About an hour ago I took friend Ray for a haircut and beard trim. I started out as his pastor, then became his chauffeur and finally decided to be his friend. He is on heavy psychotropic meds and goes in-patient every now and then to deal with paranoia. His flat affect makes our witty repartee all the more hilarious. I love the guy.
Church secretary Jodi recently recounted to me her family’s efforts to rehabilitate an aptly named chicken. Somehow or other, Chicky Chick acquired a bum leg. The stakes were high, as a gimpy chicken stands a good chance of being pecked into pate by the other birds. That’s how they roll, Jodi explained, adding the tidbit that egg-laying hens are poor candidates for dinner, so the chopping block wasn’t the best answer.

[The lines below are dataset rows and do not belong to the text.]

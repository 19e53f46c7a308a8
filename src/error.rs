use near_sdk::{AccountId, FunctionError};
use thiserror::Error;

use crate::tier::TokenId;

/// Failure of a contract call. Returned through `#[handle_result]`, so an
/// `Err` aborts the call with the `Display` text and reverts its writes.
#[derive(Error, FunctionError, Debug, Clone, PartialEq, Eq)]
pub enum ContractError {
    #[error("Token id {0} is out of range")]
    OutOfRange(TokenId),

    #[error("Only the owner can call this method")]
    Unauthorized,

    #[error("Tokens have already been distributed")]
    AlreadyDistributed,

    #[error("Too many recipients: {count}, maximum is {max}")]
    TooManyRecipients { count: u64, max: u64 },

    #[error("Recipient list cannot be empty")]
    NoRecipients,

    #[error("Duplicate recipient: {0}")]
    DuplicateRecipient(AccountId),

    #[error("Minting is disabled")]
    MintDisabled,
}
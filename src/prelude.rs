//! Prelude module for convenient imports
//!
//! This module re-exports commonly used types and traits for easy access.

// Errors
pub use crate::error::{RxError, UnsubscriptionError};
// Observable, the `from` adapter and its input description
pub use crate::observable::{self, from, Observable, ObservableInput, Operation, SourceKind};
// Observer trait and the partial observer
pub use crate::observer::{ConsumerObserver, Observer};
// Async iteration bridge
pub use crate::ops::{AsyncIter, Pull};
// Source shapes
pub use crate::shape::{
  ArrayLike, AsyncIterable, InteropObservable, Iterable, PromiseLike, ReadableStreamLike,
  StreamReader, Subscribable,
};
// Subscriber
pub use crate::subscriber::{IntoSubscriber, Subscriber};
// Subscription
pub use crate::subscription::{Subscription, SubscriptionGuard, SubscriptionLike, TeardownLogic};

More than anything else, she had a soft spot for the old thing, so St. John’s church secretary went into crisis mode and pieced together an isolation pen.
Once a day, Chicky Chick received therapy, which consisted of Jodi pulling and pushing on the compromised limb and her husband or son hanging onto the flummoxed patient. Thanks to the ministrations, the hen has moved back in with her peeps.
Can you imagine my good fortune of having a paying job that includes listening to amiable people tell stories that you just can’t make up?
And the nicknames! Maybe it takes a relationship like me to adore the handles mentioned with a straight face in my Pastor’s Study. My three favorites are “Cucumber,” “Squeak” and “Fuzzy.” I’ve also picked up on an understated Oniontown way of communicating love for somebody without actually speaking the three words. Just attach an “e” sound to the end of the person’s name. Adjustments are often necessary. You’d never say “William-ee,” for example, but “Billy” gushes with affection.
On days I’m not at St. Johnny’s, Pop tends to connections at home in Erie. Most mornings I sit silently with God, whom I pray to behold and hold according to a schedule beyond calendars. I trust that at the end of days, this mysterious relationship will take all others unto itself.
Most Sundays the Colemans have family dinner, a practice daughter Elena insisted on back when Micah was recovering from drug addiction. Our house is noisy and joyful with people who need each other and aren’t ashamed to admit it.
And now my wife and I have stumbled into the routine that has quickly become blessed. After both of us finish work, we face each other on an aptly named piece of furniture, a “loveseat,” and talk. No music or television.
We refer to this new habit as “our time.” Who but a hopeless relationship could savor two such commonplace words? Micah was wiser than his years.
My wife’s proper name, incidentally, is “Kathleen,” but “Kathy” works better. I also say “I love you” an awful lot to be sure she never forgets.